-- Opening Marker --

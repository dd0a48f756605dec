//! Filtering and annotation of assigned rows.
//!
//! Shared by the HTTP service and the local store so that both consoles
//! search, count and annotate rows the same way.

use std::convert::TryFrom;
use std::str::FromStr;

use anyhow::anyhow;
use chrono::{DateTime, Utc};
use serde::{Deserialize, Serialize};

use crate::models::{Record, RecordStatus};

#[derive(Debug, Clone, Copy, PartialEq, Eq, Deserialize)]
#[serde(try_from = "String")]
pub enum StatusFilter {
    All,
    Only(RecordStatus),
}

impl Default for StatusFilter {
    fn default() -> Self {
        StatusFilter::All
    }
}

impl StatusFilter {
    pub fn accepts(&self, status: RecordStatus) -> bool {
        match self {
            StatusFilter::All => true,
            StatusFilter::Only(wanted) => *wanted == status,
        }
    }
}

impl FromStr for StatusFilter {
    type Err = anyhow::Error;

    fn from_str(s: &str) -> Result<Self, Self::Err> {
        match s {
            "" | "All" => Ok(StatusFilter::All),
            "None" => Ok(StatusFilter::Only(RecordStatus::Unset)),
            "Win" | "Lose" | "Pending" => Ok(StatusFilter::Only(s.parse()?)),
            other => Err(anyhow!(
                "unknown status filter '{}', expected All, Win, Lose, Pending or None",
                other
            )),
        }
    }
}

impl TryFrom<String> for StatusFilter {
    type Error = anyhow::Error;

    fn try_from(value: String) -> Result<Self, Self::Error> {
        value.parse()
    }
}

#[derive(Debug, Clone, Default, PartialEq, Deserialize)]
pub struct RecordQuery {
    #[serde(default)]
    pub search: Option<String>,
    #[serde(default)]
    pub status: StatusFilter,
}

impl RecordQuery {
    fn needle(&self) -> Option<String> {
        self.search
            .as_deref()
            .map(|s| s.trim().to_lowercase())
            .filter(|s| !s.is_empty())
    }
}

pub fn matches(record: &Record, query: &RecordQuery) -> bool {
    if !query.status.accepts(record.status) {
        return false;
    }

    match query.needle() {
        None => true,
        Some(needle) => record
            .data
            .values()
            .map(String::as_str)
            .chain([record.status.as_str(), record.reason.as_str()])
            .any(|value| value.to_lowercase().contains(&needle)),
    }
}

pub fn filter_records<'a>(records: &'a [Record], query: &RecordQuery) -> Vec<&'a Record> {
    records.iter().filter(|r| matches(r, query)).collect()
}

#[derive(Debug, Clone, Copy, Default, PartialEq, Eq, Serialize, Deserialize)]
pub struct RecordStats {
    pub total: usize,
    pub win: usize,
    pub lose: usize,
    pub pending: usize,
}

impl RecordStats {
    pub fn from_records<'a, I>(records: I) -> Self
    where
        I: IntoIterator<Item = &'a Record>,
    {
        records
            .into_iter()
            .fold(RecordStats::default(), |mut stats, record| {
                stats.total += 1;
                match record.status {
                    RecordStatus::Win => stats.win += 1,
                    RecordStatus::Lose => stats.lose += 1,
                    RecordStatus::Pending => stats.pending += 1,
                    RecordStatus::Unset => {}
                }
                stats
            })
    }
}

#[derive(Debug, Clone, PartialEq, Serialize, Deserialize)]
pub struct StatusChange {
    pub status: RecordStatus,
    pub reason: String,
}

#[derive(Debug, Clone, PartialEq, Eq, thiserror::Error)]
pub enum ChangeError {
    #[error("Choose Win, Lose or Pending")]
    MissingStatus,
    #[error("Reason is required")]
    MissingReason,
}

impl StatusChange {
    pub fn validate(&self) -> Result<(), ChangeError> {
        if self.status == RecordStatus::Unset {
            return Err(ChangeError::MissingStatus);
        }
        if self.reason.trim().is_empty() {
            return Err(ChangeError::MissingReason);
        }
        Ok(())
    }
}

/// Validates `change` and writes it onto `record`. The reason is kept as typed.
pub fn apply_status(
    record: &mut Record,
    change: &StatusChange,
    now: DateTime<Utc>,
) -> Result<(), ChangeError> {
    change.validate()?;
    record.status = change.status;
    record.reason = change.reason.clone();
    record.updated_at = Some(now.to_rfc3339());
    Ok(())
}

#[cfg(test)]
mod tests {
    use super::*;
    use crate::models::Row;

    fn record(id: i64, cells: &[(&str, &str)], status: RecordStatus, reason: &str) -> Record {
        let data: Row = cells
            .iter()
            .map(|(k, v)| (k.to_string(), v.to_string()))
            .collect();
        Record {
            id,
            file_id: 1,
            data,
            status,
            reason: reason.to_string(),
            updated_at: None,
        }
    }

    fn sample() -> Vec<Record> {
        vec![
            record(1, &[("Company", "Acme Corp"), ("City", "Lyon")], RecordStatus::Win, "signed"),
            record(2, &[("Company", "Globex"), ("City", "Paris")], RecordStatus::Lose, "price"),
            record(3, &[("Company", "Initech"), ("City", "Lyon")], RecordStatus::Pending, "call back"),
            record(4, &[("Company", "Umbrella"), ("City", "Nice")], RecordStatus::Unset, ""),
        ]
    }

    fn query(search: Option<&str>, status: StatusFilter) -> RecordQuery {
        RecordQuery {
            search: search.map(String::from),
            status,
        }
    }

    #[test]
    fn test_empty_query_keeps_everything_in_order() {
        let records = sample();
        let ids: Vec<i64> = filter_records(&records, &RecordQuery::default())
            .iter()
            .map(|r| r.id)
            .collect();
        assert_eq!(ids, vec![1, 2, 3, 4]);
    }

    #[test]
    fn test_search_is_trimmed_and_case_insensitive() {
        let records = sample();
        let ids: Vec<i64> = filter_records(&records, &query(Some("  LYON "), StatusFilter::All))
            .iter()
            .map(|r| r.id)
            .collect();
        assert_eq!(ids, vec![1, 3]);
    }

    #[test]
    fn test_search_covers_status_and_reason() {
        let records = sample();
        let by_reason = filter_records(&records, &query(Some("price"), StatusFilter::All));
        assert_eq!(by_reason.len(), 1);
        assert_eq!(by_reason[0].id, 2);

        let by_status = filter_records(&records, &query(Some("pend"), StatusFilter::All));
        assert_eq!(by_status.len(), 1);
        assert_eq!(by_status[0].id, 3);
    }

    #[test]
    fn test_status_filter_combines_with_search() {
        let records = sample();
        let only_win = StatusFilter::Only(RecordStatus::Win);

        assert_eq!(filter_records(&records, &query(Some("lyon"), only_win)).len(), 1);
        assert!(filter_records(&records, &query(Some("globex"), only_win)).is_empty());

        let unset = filter_records(&records, &query(None, "None".parse().unwrap()));
        assert_eq!(unset.len(), 1);
        assert_eq!(unset[0].id, 4);
    }

    #[test]
    fn test_status_filter_parsing() {
        assert_eq!("All".parse::<StatusFilter>().unwrap(), StatusFilter::All);
        assert_eq!("".parse::<StatusFilter>().unwrap(), StatusFilter::All);
        assert_eq!(
            "Lose".parse::<StatusFilter>().unwrap(),
            StatusFilter::Only(RecordStatus::Lose)
        );
        assert!("Maybe".parse::<StatusFilter>().is_err());
    }

    #[test]
    fn test_stats_count_each_status() {
        let stats = RecordStats::from_records(&sample());
        assert_eq!(
            stats,
            RecordStats {
                total: 4,
                win: 1,
                lose: 1,
                pending: 1
            }
        );
    }

    #[test]
    fn test_apply_status_requires_reason() {
        let mut rec = sample().remove(3);
        let change = StatusChange {
            status: RecordStatus::Win,
            reason: "   ".to_string(),
        };

        assert_eq!(
            apply_status(&mut rec, &change, Utc::now()),
            Err(ChangeError::MissingReason)
        );
        assert_eq!(rec.status, RecordStatus::Unset);
        assert!(rec.updated_at.is_none());
    }

    #[test]
    fn test_apply_status_rejects_unset() {
        let mut rec = sample().remove(0);
        let change = StatusChange {
            status: RecordStatus::Unset,
            reason: "undo".to_string(),
        };
        assert_eq!(
            apply_status(&mut rec, &change, Utc::now()),
            Err(ChangeError::MissingStatus)
        );
    }

    #[test]
    fn test_apply_status_keeps_reason_as_typed() {
        let mut rec = sample().remove(3);
        let change = StatusChange {
            status: RecordStatus::Pending,
            reason: " follow up next week ".to_string(),
        };

        apply_status(&mut rec, &change, Utc::now()).unwrap();

        assert_eq!(rec.status, RecordStatus::Pending);
        assert_eq!(rec.reason, " follow up next week ");
        assert!(rec.updated_at.is_some());
    }
}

-- Closing Marker --

Find each line holding the string "total" in the listing above, then copy it.

● Your response
    pub total: usize,
                stats.total += 1;
                total: 4,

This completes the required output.